Douglas concentrated on flat-twin engines in its motorcycles from 1906, using an engine designed by JJ Barter. They turned the engine into a 350cc model for 1907 and sold it through 1910 with increasing success. They won several races and trials events, and became a major supplier of machines in WW1, making 70,000 bikes for the allied effort, including about 25,000 WD models. The 1915 model had a fore-and-aft flat twin engine, belt drive, and full electrical lighting.
Douglas built the first disc brakes in the early 1920s. During the 1920s, Douglas had a Royal Warrant for supplying motorcycles to Prince Albert (late King George VI) and Prince Henry.
Performance for Douglas machines was good, and their reputation was great, but quality and workmanship were not. Despite this, they won several races including the 1923 sidecar TT and senior TT. Even King George V acquired a Douglas machine in this period. In 1934 they produced a 494cc shaft-drive model called the Endeavour.

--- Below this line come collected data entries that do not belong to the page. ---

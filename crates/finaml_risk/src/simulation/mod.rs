//! Monte Carlo portfolio simulator.
//!
//! A trial values the portfolio once for a given discount rate, growth rate
//! and horizon ([`simulate_once`]). The trial drivers own the random source:
//!
//! - [`run_trials`]: sequential, with any [`RateSampler`] (closures included)
//! - [`run_trials_parallel`]: log-normal rates from [`StochasticRates`], one
//!   independent RNG stream per fixed-size batch, batches on the Rayon pool
//!
//! Both return a [`SimulationResult`](crate::analytics::SimulationResult) in
//! trial order.

mod engine;
mod error;
mod sampler;

pub use engine::{run_trials, run_trials_parallel, simulate_once};
pub use error::SimulationError;
pub use sampler::{FixedRates, RateSample, RateSampler, StochasticRates};
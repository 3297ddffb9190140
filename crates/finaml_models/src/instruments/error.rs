//! Instrument error types.
//!
//! Structured errors for instrument construction. Every variant maps to
//! `ValuationError::InvalidInstrument` at the crate boundary.

use finaml_core::types::ValuationError;
use thiserror::Error;

/// Instrument construction errors.
///
/// # Examples
/// ```
/// use finaml_models::instruments::InstrumentError;
///
/// let err = InstrumentError::NegativePrice { price: -1.5 };
/// assert!(format!("{}", err).contains("-1.5"));
/// ```
#[derive(Error, Debug, Clone, PartialEq)]
pub enum InstrumentError {
    /// Quoted price is negative or not finite.
    #[error("Invalid price: P = {price}")]
    NegativePrice {
        /// The rejected price
        price: f64,
    },

    /// Face value is negative or not finite.
    #[error("Invalid face value: F = {face_value}")]
    NegativeFaceValue {
        /// The rejected face value
        face_value: f64,
    },

    /// Coupon rate is not finite or does not exceed -1.
    #[error("Invalid coupon rate: c = {coupon_rate} (must be finite and > -1)")]
    InvalidCouponRate {
        /// The rejected coupon rate
        coupon_rate: f64,
    },

    /// Strike is negative or not finite.
    #[error("Invalid strike: K = {strike}")]
    NegativeStrike {
        /// The rejected strike
        strike: f64,
    },

    /// Volatility is negative or not finite.
    #[error("Invalid volatility: σ = {volatility}")]
    NegativeVolatility {
        /// The rejected volatility
        volatility: f64,
    },

    /// Unrecognised option kind label.
    #[error("Unknown option kind: {0}")]
    UnknownOptionKind(String),
}

impl From<InstrumentError> for ValuationError {
    fn from(err: InstrumentError) -> Self {
        ValuationError::InvalidInstrument(err.to_string())
    }
}
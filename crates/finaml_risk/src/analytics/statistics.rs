//! Distribution statistics over a [`SimulationResult`].
//!
//! Quantiles use linear interpolation between closest ranks: for `n` sorted
//! values and probability `p`, `h = (n - 1) * p`, `f = h - floor(h)` and the
//! quantile is `(1 - f) * x[floor(h)] + f * x[floor(h) + 1]`, clamped to the
//! two neighbours. The blended form stays finite for any finite inputs,
//! including neighbours of opposite sign near `f64::MAX`.
//!
//! VaR is the `(1 - confidence_level)` quantile of portfolio value. ES is the
//! mean of the values strictly below that VaR, computed from the same sorted
//! snapshot; when no value lies below VaR, ES equals VaR.

use finaml_core::types::ValuationError;

use super::error::AnalyticsError;
use super::result::SimulationResult;

/// Arithmetic mean, accumulated in trial order.
pub fn mean(result: &SimulationResult) -> f64 {
    mean_of(result.values())
}

/// Population standard deviation (divides by `n`).
///
/// # Examples
///
/// ```
/// use finaml_risk::analytics::{stddev, SimulationResult};
///
/// let result = SimulationResult::new(vec![2.0, 4.0, 4.0, 4.0, 5.0, 5.0, 7.0, 9.0]).unwrap();
/// assert_eq!(stddev(&result), 2.0);
/// ```
pub fn stddev(result: &SimulationResult) -> f64 {
    let values = result.values();
    let direct = population_stddev(values.iter().copied());
    if direct.is_finite() {
        return direct;
    }
    // Squared deviations overflowed; rescale into [-1, 1] first.
    let scale = values.iter().fold(0.0_f64, |acc, v| acc.max(v.abs()));
    scale * population_stddev(values.iter().map(|v| v / scale))
}

fn population_stddev<I>(values: I) -> f64
where
    I: Iterator<Item = f64> + Clone,
{
    let n = values.clone().count() as f64;
    let m = values.clone().sum::<f64>() / n;
    let variance = values.map(|v| (v - m) * (v - m)).sum::<f64>() / n;
    variance.sqrt()
}

/// Smallest trial value.
pub fn min(result: &SimulationResult) -> f64 {
    result.values().iter().copied().fold(f64::INFINITY, f64::min)
}

/// Largest trial value.
pub fn max(result: &SimulationResult) -> f64 {
    result
        .values()
        .iter()
        .copied()
        .fold(f64::NEG_INFINITY, f64::max)
}

/// `p`-quantile of the trial values, `p` in [0, 1].
///
/// # Errors
///
/// `ValuationError::InvalidParameter` if `p` is outside [0, 1] or NaN.
pub fn percentile(result: &SimulationResult, p: f64) -> Result<f64, ValuationError> {
    if !(0.0..=1.0).contains(&p) {
        return Err(AnalyticsError::InvalidQuantile { quantile: p }.into());
    }
    Ok(quantile_sorted(&result.sorted(), p))
}

/// Value-at-Risk: the `(1 - confidence_level)` quantile of portfolio value.
///
/// # Errors
///
/// `ValuationError::InvalidParameter` unless `0 < confidence_level < 1`.
///
/// # Examples
///
/// ```
/// use finaml_risk::analytics::{value_at_risk, SimulationResult};
///
/// let values: Vec<f64> = (1..=101).map(f64::from).collect();
/// let result = SimulationResult::new(values).unwrap();
/// assert!((value_at_risk(&result, 0.95).unwrap() - 6.0).abs() < 1e-12);
/// ```
pub fn value_at_risk(result: &SimulationResult, confidence_level: f64) -> Result<f64, ValuationError> {
    check_confidence(confidence_level)?;
    Ok(var_sorted(&result.sorted(), confidence_level))
}

/// Expected Shortfall: mean of the values strictly below VaR.
///
/// VaR is computed once, and the tail is filtered against that exact
/// threshold within the same snapshot.
///
/// # Errors
///
/// `ValuationError::InvalidParameter` unless `0 < confidence_level < 1`.
pub fn expected_shortfall(
    result: &SimulationResult,
    confidence_level: f64,
) -> Result<f64, ValuationError> {
    check_confidence(confidence_level)?;
    let sorted = result.sorted();
    let var = var_sorted(&sorted, confidence_level);
    Ok(shortfall_sorted(&sorted, var))
}

pub(crate) fn check_confidence(level: f64) -> Result<(), AnalyticsError> {
    if level > 0.0 && level < 1.0 {
        Ok(())
    } else {
        Err(AnalyticsError::InvalidConfidenceLevel { level })
    }
}

/// Mean that stays finite when the running sum would overflow.
pub(crate) fn mean_of(values: &[f64]) -> f64 {
    let n = values.len() as f64;
    let sum = values.iter().sum::<f64>();
    if sum.is_finite() {
        sum / n
    } else {
        values.iter().map(|v| v / n).sum()
    }
}

pub(crate) fn quantile_sorted(sorted: &[f64], p: f64) -> f64 {
    let h = (sorted.len() - 1) as f64 * p;
    let lo = h.floor() as usize;
    let hi = (lo + 1).min(sorted.len() - 1);
    let frac = h - lo as f64;
    let (below, above) = (sorted[lo], sorted[hi]);
    if frac == 0.0 || below == above {
        return below;
    }
    (below * (1.0 - frac) + above * frac).clamp(below, above)
}

#[inline]
pub(crate) fn var_sorted(sorted: &[f64], confidence_level: f64) -> f64 {
    quantile_sorted(sorted, 1.0 - confidence_level)
}

pub(crate) fn shortfall_sorted(sorted: &[f64], var: f64) -> f64 {
    let tail = &sorted[..sorted.partition_point(|&v| v < var)];
    match (tail.first(), tail.last()) {
        (Some(&lowest), Some(&highest)) => mean_of(tail).clamp(lowest, highest),
        _ => var,
    }
}
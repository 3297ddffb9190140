//! Error types for analytical pricing.

use finaml_core::types::ValuationError;
use thiserror::Error;

/// Analytical pricing errors.
///
/// Every variant maps to `ValuationError::InvalidParameter`.
///
/// # Examples
/// ```
/// use finaml_models::analytical::AnalyticalError;
///
/// let err = AnalyticalError::InvalidVolatility { volatility: -0.2 };
/// assert!(format!("{}", err).contains("volatility"));
/// ```
#[derive(Debug, Clone, Error, PartialEq)]
pub enum AnalyticalError {
    /// Spot price negative or not finite.
    #[error("Invalid spot price: S = {spot}")]
    InvalidSpot {
        /// The invalid spot price
        spot: f64,
    },

    /// Strike negative or not finite.
    #[error("Invalid strike: K = {strike}")]
    InvalidStrike {
        /// The invalid strike
        strike: f64,
    },

    /// Volatility negative or not finite.
    #[error("Invalid volatility: σ = {volatility}")]
    InvalidVolatility {
        /// The invalid volatility
        volatility: f64,
    },

    /// Risk-free rate negative or not finite.
    #[error("Invalid risk-free rate: r = {rate}")]
    InvalidRate {
        /// The invalid rate
        rate: f64,
    },

    /// Time to maturity not finite.
    #[error("Invalid time to maturity: T = {expiry}")]
    InvalidMaturity {
        /// The invalid maturity
        expiry: f64,
    },
}

impl From<AnalyticalError> for ValuationError {
    fn from(err: AnalyticalError) -> Self {
        ValuationError::InvalidParameter(err.to_string())
    }
}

The company made several products including airplane engines, tractors, Vespa scooters, trucks and cars. In 1935 they were in financial trouble and were taken over by BAC. They continued to make motorcycles, and in WW2 made generators and bikes. In 1948, Douglas was again in economic distress and forced to rationalize its line to a series based on a 350cc flat twin.
The last model made was the advanced and novel 350cc Dragonfly, in 1955. Distinctive looks and good handling couldn't hide the low top speed (75 mph, although a sports model claimed 84mph) and poor low-rev performance. A 500cc prototype was shown in 1951, but never made. The company was purchased by Westinghouse Brake & Signal, but new owners were more interested in making Vespa scooters, and motorcycle production ceased in 1957, although they continued to import and assemble Vespas and later Gilera motorcycles.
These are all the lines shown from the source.